=== Description of the task ===
Will you quote precisely the lines that run from the top of the material below to the line containing "scan ignores them.", both ends included?

=== Records supplied ===
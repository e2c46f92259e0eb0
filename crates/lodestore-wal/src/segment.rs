//! Segment file naming and I/O.
//!
//! Segment files live directly under the log directory and are named
//! `%012d_%012d.log`: start LSN, end LSN (inclusive), zero-padded
//! decimal. Anything else in the directory is ignored.

use std::fs;
use std::path::{Path, PathBuf};

use lodestore_error::{Result, StoreError};
use lodestore_types::Lsn;
use tracing::debug;

use crate::codec;
use crate::record::LogRecord;

/// Decimal digits per LSN in a segment file name.
const LSN_DIGITS: usize = 12;

/// Segment file extension, including the dot.
pub const SEGMENT_SUFFIX: &str = ".log";

/// Render the file name for the inclusive range `[start, end]`.
#[must_use]
pub fn segment_file_name(start: Lsn, end: Lsn) -> String {
    format!("{:012}_{:012}{SEGMENT_SUFFIX}", start.get(), end.get())
}

/// Parse a segment file name back into its LSN range.
///
/// Returns `None` for names not of the exact `%012d_%012d.log` shape;
/// such files are skipped during recovery.
#[must_use]
pub fn parse_segment_file_name(name: &str) -> Option<(Lsn, Lsn)> {
    let stem = name.strip_suffix(SEGMENT_SUFFIX)?;
    let bytes = stem.as_bytes();
    if bytes.len() != LSN_DIGITS * 2 + 1 || bytes[LSN_DIGITS] != b'_' {
        return None;
    }
    let (start_digits, rest) = stem.split_at(LSN_DIGITS);
    let end_digits = &rest[1..];
    if !start_digits.bytes().all(|b| b.is_ascii_digit())
        || !end_digits.bytes().all(|b| b.is_ascii_digit())
    {
        return None;
    }
    let start = start_digits.parse::<u64>().ok()?;
    let end = end_digits.parse::<u64>().ok()?;
    Some((Lsn::new(start), Lsn::new(end)))
}

/// A segment file discovered in the log directory.
#[derive(Debug, Clone)]
pub struct SegmentInfo {
    /// Full path to the file.
    pub path: PathBuf,
    /// Bare file name, used in corruption errors.
    pub name: String,
    /// First LSN in the segment (inclusive).
    pub start: Lsn,
    /// Last LSN in the segment (inclusive).
    pub end: Lsn,
}

/// List the segment files under `dir` in ascending `start` order.
///
/// Subdirectories and files whose names do not parse are ignored, the
/// same way the recovery scan ignores them.
pub fn list_segments(dir: &Path) -> Result<Vec<SegmentInfo>> {
    let entries = fs::read_dir(dir).map_err(|err| StoreError::io(dir, err))?;
    let mut segments = Vec::new();
    for entry in entries {
        let entry = entry.map_err(|err| StoreError::io(dir, err))?;
        let file_type = entry.file_type().map_err(|err| StoreError::io(entry.path(), err))?;
        if file_type.is_dir() {
            continue;
        }
        let raw_name = entry.file_name();
        let Some(name) = raw_name.to_str() else {
            continue;
        };
        let Some((start, end)) = parse_segment_file_name(name) else {
            continue;
        };
        segments.push(SegmentInfo {
            path: entry.path(),
            name: name.to_owned(),
            start,
            end,
        });
    }
    segments.sort_by_key(|segment| segment.start);
    Ok(segments)
}

/// Read and decode one segment, validating its record range.
///
/// The decoded records must exactly fill `[start, end]`: the count must
/// match and record `i` must carry LSN `start + i`.
pub fn read_segment(info: &SegmentInfo) -> Result<Vec<LogRecord>> {
    if info.end < info.start {
        return Err(StoreError::corrupt(&info.name, "end LSN precedes start LSN"));
    }
    let bytes = fs::read(&info.path).map_err(|err| StoreError::io(&info.path, err))?;
    let records = codec::decode_segment(&info.name, &bytes)?;

    let expected = info.end.get() - info.start.get() + 1;
    if records.len() as u64 != expected {
        return Err(StoreError::corrupt(
            &info.name,
            format!("expected {expected} records, found {}", records.len()),
        ));
    }
    for (index, record) in records.iter().enumerate() {
        let expected_lsn = info.start.get() + index as u64;
        if record.lsn.get() != expected_lsn {
            return Err(StoreError::corrupt(
                &info.name,
                format!("record {index} carries {}, expected lsn#{expected_lsn}", record.lsn),
            ));
        }
    }
    Ok(records)
}

/// Encode `records` as one segment file under `dir`.
///
/// The records must be a non-empty LSN-dense run; the file name is
/// derived from the first and last LSN. The file is written whole.
pub fn write_segment(dir: &Path, records: &[LogRecord]) -> Result<PathBuf> {
    assert!(!records.is_empty(), "write_segment: empty record run");
    let start = records[0].lsn;
    let end = records[records.len() - 1].lsn;
    let name = segment_file_name(start, end);
    let path = dir.join(&name);
    let bytes = codec::encode_segment(records);
    fs::write(&path, &bytes).map_err(|err| StoreError::io(&path, err))?;
    debug!(segment = %name, records = records.len(), "segment written");
    Ok(path)
}
//! Error taxonomy for LodeStore operations.
//!
//! Structured variants carry enough context to report the failure
//! without re-deriving it: the offending transaction id, key, file
//! path, or segment name. Validation errors are returned before any
//! lock or log activity, so observing one implies no side effects.

use std::path::PathBuf;

use lodestore_types::{Key, TxnId};
use thiserror::Error;

/// Primary error type for store operations.
#[derive(Error, Debug)]
pub enum StoreError {
    /// An API call named a transaction that is not currently running
    /// (never begun, already committed, or already aborted).
    #[error("transaction {tid} is not currently running")]
    TransactionNotRunning { tid: TxnId },

    /// A lookup or delete named a key that is absent from the store.
    #[error("key '{key}' does not exist")]
    KeyNotFound { key: Key },

    /// `set` was called without a value.
    #[error("set requires a value")]
    InvalidValue,

    /// Filesystem failure while enumerating, reading, or writing log
    /// segments.
    #[error("I/O error on '{}': {source}", .path.display())]
    Io {
        path: PathBuf,
        #[source]
        source: std::io::Error,
    },

    /// A segment file's name or contents violate the log invariants.
    #[error("corrupt log segment '{name}': {reason}")]
    CorruptLog { name: String, reason: String },
}

impl StoreError {
    /// Create an I/O error for `path`.
    pub fn io(path: impl Into<PathBuf>, source: std::io::Error) -> Self {
        Self::Io {
            path: path.into(),
            source,
        }
    }

    /// Create a corrupt-log error for segment `name`.
    pub fn corrupt(name: impl Into<String>, reason: impl Into<String>) -> Self {
        Self::CorruptLog {
            name: name.into(),
            reason: reason.into(),
        }
    }

    /// Create a key-not-found error.
    pub fn key_not_found(key: impl Into<Key>) -> Self {
        Self::KeyNotFound { key: key.into() }
    }

    /// Whether this error indicates on-disk log corruption.
    ///
    /// Corruption is fatal during startup: the log manager refuses to
    /// construct over a log it cannot trust.
    #[must_use]
    pub const fn is_corruption(&self) -> bool {
        matches!(self, Self::CorruptLog { .. })
    }
}

/// Result type alias using [`StoreError`].
pub type Result<T> = std::result::Result<T, StoreError>;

=== Answer to the exercise ===
repository e2c46f92259e0eb0
filename crates/lodestore-wal/src/segment.rs
//! Segment file naming and I/O.
//!
//! Segment files live directly under the log directory and are named
//! `%012d_%012d.log`: start LSN, end LSN (inclusive), zero-padded
//! decimal. Anything else in the directory is ignored.

use std::fs;
use std::path::{Path, PathBuf};

use lodestore_error::{Result, StoreError};
use lodestore_types::Lsn;
use tracing::debug;

use crate::codec;
use crate::record::LogRecord;

/// Decimal digits per LSN in a segment file name.
const LSN_DIGITS: usize = 12;

/// Segment file extension, including the dot.
pub const SEGMENT_SUFFIX: &str = ".log";

/// Render the file name for the inclusive range `[start, end]`.
#[must_use]
pub fn segment_file_name(start: Lsn, end: Lsn) -> String {
    format!("{:012}_{:012}{SEGMENT_SUFFIX}", start.get(), end.get())
}

/// Parse a segment file name back into its LSN range.
///
/// Returns `None` for names not of the exact `%012d_%012d.log` shape;
/// such files are skipped during recovery.
#[must_use]
pub fn parse_segment_file_name(name: &str) -> Option<(Lsn, Lsn)> {
    let stem = name.strip_suffix(SEGMENT_SUFFIX)?;
    let bytes = stem.as_bytes();
    if bytes.len() != LSN_DIGITS * 2 + 1 || bytes[LSN_DIGITS] != b'_' {
        return None;
    }
    let (start_digits, rest) = stem.split_at(LSN_DIGITS);
    let end_digits = &rest[1..];
    if !start_digits.bytes().all(|b| b.is_ascii_digit())
        || !end_digits.bytes().all(|b| b.is_ascii_digit())
    {
        return None;
    }
    let start = start_digits.parse::<u64>().ok()?;
    let end = end_digits.parse::<u64>().ok()?;
    Some((Lsn::new(start), Lsn::new(end)))
}

/// A segment file discovered in the log directory.
#[derive(Debug, Clone)]
pub struct SegmentInfo {
    /// Full path to the file.
    pub path: PathBuf,
    /// Bare file name, used in corruption errors.
    pub name: String,
    /// First LSN in the segment (inclusive).
    pub start: Lsn,
    /// Last LSN in the segment (inclusive).
    pub end: Lsn,
}

/// List the segment files under `dir` in ascending `start` order.
///
/// Subdirectories and files whose names do not parse are ignored, the
/// same way the recovery scan ignores them.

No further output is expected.